Mamme No Pfas: “Sequestro di Miteni e del sito”

Vicenza – “Un punto fondamentale per l’accertamento delle responsabilità penali è quello di chiarire se e quanto i Pfas rappresentino un reale rischio per la salute umana. Per far luce su questo aspetto, la Procura di Vicenza si sta avvalendo della collaborazione di consulenti di calibro internazionale. Gli esiti delle perizie, a detta del procuratore Antonino Cappelleri, dovrebbero essere pronti prima dell’inizio dell’estate. Se fosse confermato un apprezzabile rischio per la salute umana, può configurarsi il reato di disastro ambientale”.
Sono i rappresentati del comitato Mamme No Pfas a mettere a fuoco con queste parole il punto centrale di quanto ha detto loro, incontrandoli qualche giorno fa, il procuratore capo di Vicenza Antonino Cappelleri, sulla vicenda Pfas e sulle responsabilità della società Miteni. Un altro aspetto che il procuratore non ha mancato di mettere in evidenza è l’urgenza, con la necessità che le indagini si concludano prima della fine del 2018, “perché la norma – ha spiegato Cappelleri – ci impone di chiudere le indagini entro due anni al massimo dall’iscrizione nel registro degli indagati”.
Un altro problema sta nel fatto che, purtroppo, non c’è concordanza tra gli studi scientifici in tema di Pfas e di conseguenze per la salute umana. Inoltre, gli esiti del piano di sorveglianza promosso dalla Regione Veneto non aiuteranno poiché, secondo i comitati di cittadini, non solo il piano sarà completato in tempi lunghi, ma presenterebbe anche molte lacune.
“Abbiamo fatto notare – sottolineano i rappresentanti di Mamme No Pfas – che questo piano, così come è stato impostato, presenta moltè carenze in termini di inclusione ed esclusione delle persone esposte in funzione della loro età, dell’effettiva esposizione agli inquinanti e di eventuali patologie Pfas correlate già in atto. Si sarebbe dovuto iniziare lo screening sanitario a partire dall’età pediatrica, dalle persone con determinate patologie già in atto, dalle persone che risiedono nelle zone contaminate da tanti anni e via dicendo. Questi aspetti portano ad avere dati che non rispecchiano la reale situazione sanitaria dei territori esposti all’inquinamento da Pfas. Infatti i primi dati differiscono da ciò che evidenziano i medici di famiglia, che hanno a disposizione tutti i dati relativi ai loro pazienti, alle loro abitudini e alle patologie probabilmente Pfas correlate”.
“Coloro che ci dovevano tutelare e garantire acqua pulita sono gli stessi che adesso certificano l’acqua che beviamo”, mettono anche in evidenza gli attivisti, non nascondendo la loro preoccupazione, considerando come vanno le cose in Italia.
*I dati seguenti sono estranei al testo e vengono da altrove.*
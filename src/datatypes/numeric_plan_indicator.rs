use num_enum::TryFromPrimitive;

/// Numbering Plan Indicator for source and destination addresses.
#[derive(TryFromPrimitive)]
#[repr(u8)]
#[derive(Copy, Clone, Debug, PartialEq, Eq)]
pub enum NumericPlanIndicator {
    Unknown = 0x00,
    Isdn = 0x01,
    Data = 0x03,
    Telex = 0x04,
    LandMobile = 0x06,
    National = 0x08,
    Private = 0x09,
    Ermes = 0x0A,
    Internet = 0x0E,
    WapClientId = 0x12,
}

impl NumericPlanIndicator {
    pub fn from_wire(raw: u8) -> Self {
        Self::try_from(raw).unwrap_or(Self::Unknown)
    }
}

impl Default for NumericPlanIndicator {
    fn default() -> Self {
        NumericPlanIndicator::Unknown
    }
}
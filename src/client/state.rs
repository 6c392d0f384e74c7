// ABOUTME: Session state machine: Disconnected -> Connected -> Bound(mode)
// ABOUTME: Gates every engine operation on the minimum state it requires

use crate::client::error::{SmppError, SmppResult};
use crate::datatypes::BindMode;
use std::fmt;

#[derive(Copy, Clone, Debug, PartialEq, Eq, Default)]
pub enum SessionState {
    #[default]
    Disconnected,
    Connected,
    Bound(BindMode),
}

impl SessionState {
    pub fn is_bound(self) -> bool {
        matches!(self, SessionState::Bound(_))
    }

    pub fn is_connected(self) -> bool {
        !matches!(self, SessionState::Disconnected)
    }
}

impl fmt::Display for SessionState {
    fn fmt(&self, f: &mut fmt::Formatter<'_>) -> fmt::Result {
        match self {
            SessionState::Disconnected => f.write_str("disconnected"),
            SessionState::Connected => f.write_str("connected"),
            SessionState::Bound(mode) => write!(f, "bound ({mode:?})"),
        }
    }
}

/// Engine entry points, each with the state it needs.
#[derive(Copy, Clone, Debug, PartialEq, Eq)]
pub enum Operation {
    Bind,
    Unbind,
    Submit,
    SubmitMulti,
    Query,
    Cancel,
    Replace,
    Enquire,
    /// Responses to peer requests (enquire_link_resp, deliver_sm_resp,
    /// unbind_resp, generic_nack).
    Respond,
}

impl Operation {
    pub fn name(self) -> &'static str {
        match self {
            Operation::Bind => "bind",
            Operation::Unbind => "unbind",
            Operation::Submit => "submit_sm",
            Operation::SubmitMulti => "submit_multi",
            Operation::Query => "query_sm",
            Operation::Cancel => "cancel_sm",
            Operation::Replace => "replace_sm",
            Operation::Enquire => "enquire_link",
            Operation::Respond => "response",
        }
    }

    fn permitted_in(self, state: SessionState) -> bool {
        match self {
            Operation::Bind => state == SessionState::Connected,
            Operation::Respond => state.is_connected(),
            Operation::Unbind
            | Operation::Submit
            | Operation::SubmitMulti
            | Operation::Query
            | Operation::Cancel
            | Operation::Replace
            | Operation::Enquire => state.is_bound(),
        }
    }
}

/// Tracks the session state. Only the engine mutates it, from its own entry
/// points and its incoming-PDU dispatcher.
#[derive(Debug, Default)]
pub struct BindStateMachine {
    state: SessionState,
}

impl BindStateMachine {
    pub fn new() -> Self {
        Self::default()
    }

    pub fn state(&self) -> SessionState {
        self.state
    }

    /// Fails with `NotAuthorized` when `op` needs a higher state.
    pub fn require(&self, op: Operation) -> SmppResult<()> {
        if op.permitted_in(self.state) {
            Ok(())
        } else {
            Err(SmppError::NotAuthorized {
                operation: op.name(),
                state: self.state,
            })
        }
    }

    pub fn connected(&mut self) {
        self.state = SessionState::Connected;
    }

    pub fn bound(&mut self, mode: BindMode) {
        self.state = SessionState::Bound(mode);
    }

    /// Bound -> Connected after an unbind in either direction.
    pub fn unbound(&mut self) {
        if self.state.is_bound() {
            self.state = SessionState::Connected;
        }
    }

    pub fn disconnected(&mut self) {
        self.state = SessionState::Disconnected;
    }
}

#[cfg(test)]
mod tests {
    use super::*;

    const BOUND_ONLY: [Operation; 7] = [
        Operation::Unbind,
        Operation::Submit,
        Operation::SubmitMulti,
        Operation::Query,
        Operation::Cancel,
        Operation::Replace,
        Operation::Enquire,
    ];

    #[test]
    fn starts_disconnected_and_permits_nothing() {
        let sm = BindStateMachine::new();
        assert_eq!(sm.state(), SessionState::Disconnected);
        assert!(sm.require(Operation::Bind).is_err());
        assert!(sm.require(Operation::Respond).is_err());
        for op in BOUND_ONLY {
            assert!(sm.require(op).is_err());
        }
    }

    #[test]
    fn bind_needs_connected_only() {
        let mut sm = BindStateMachine::new();
        sm.connected();
        assert!(sm.require(Operation::Bind).is_ok());
        for op in BOUND_ONLY {
            let err = sm.require(op).unwrap_err();
            assert!(matches!(
                err,
                SmppError::NotAuthorized {
                    state: SessionState::Connected,
                    ..
                }
            ));
        }

        sm.bound(BindMode::Transceiver);
        assert!(sm.require(Operation::Bind).is_err());
        for op in BOUND_ONLY {
            assert!(sm.require(op).is_ok());
        }
    }

    #[test]
    fn unbind_and_failure_transitions() {
        let mut sm = BindStateMachine::new();
        sm.connected();
        sm.bound(BindMode::Transmitter);
        sm.unbound();
        assert_eq!(sm.state(), SessionState::Connected);
        sm.disconnected();
        assert_eq!(sm.state(), SessionState::Disconnected);
        // unbound from disconnected stays put
        sm.unbound();
        assert_eq!(sm.state(), SessionState::Disconnected);
    }
}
E lo stesso procuratore della Repubblica, in qualche modo, lo ha pure confermato sottolineando che “se Miteni ha scelto l’Italia, è perché conosceva la debolezza interna del sistema. Le sostanze inquinanti, che oramai in modo certo Miteni ha scaricato – ha ricordato Cappelleri -, all’epoca non erano previste tra quelle espressamente vietate dalle leggi antinquinamento. Per l’accusa, Miteni sapeva di inquinare”.
“Abbiamo quindi presentato al procuratore istanza di sequestro immediato di Miteni e di tutto il sito – concludono le Mamme No Pfas -, perché Miteni non riuscirà comunque a portare a termine la bonifica in un tempo considerato accettabile. Ci schieriamo inoltre a fianco dei lavoratori, dando loro il nostro completo sostegno e attivandoci affinché possano essere immediatamente ricollocati. Il materiale contaminato presente sotto l’azienda deve essere rimosso subito, in modo completo. Solo così si potrà fermare l’inquinamento che sta tutt’ora continuando, e questo non è realizzabile con la società in produzione”.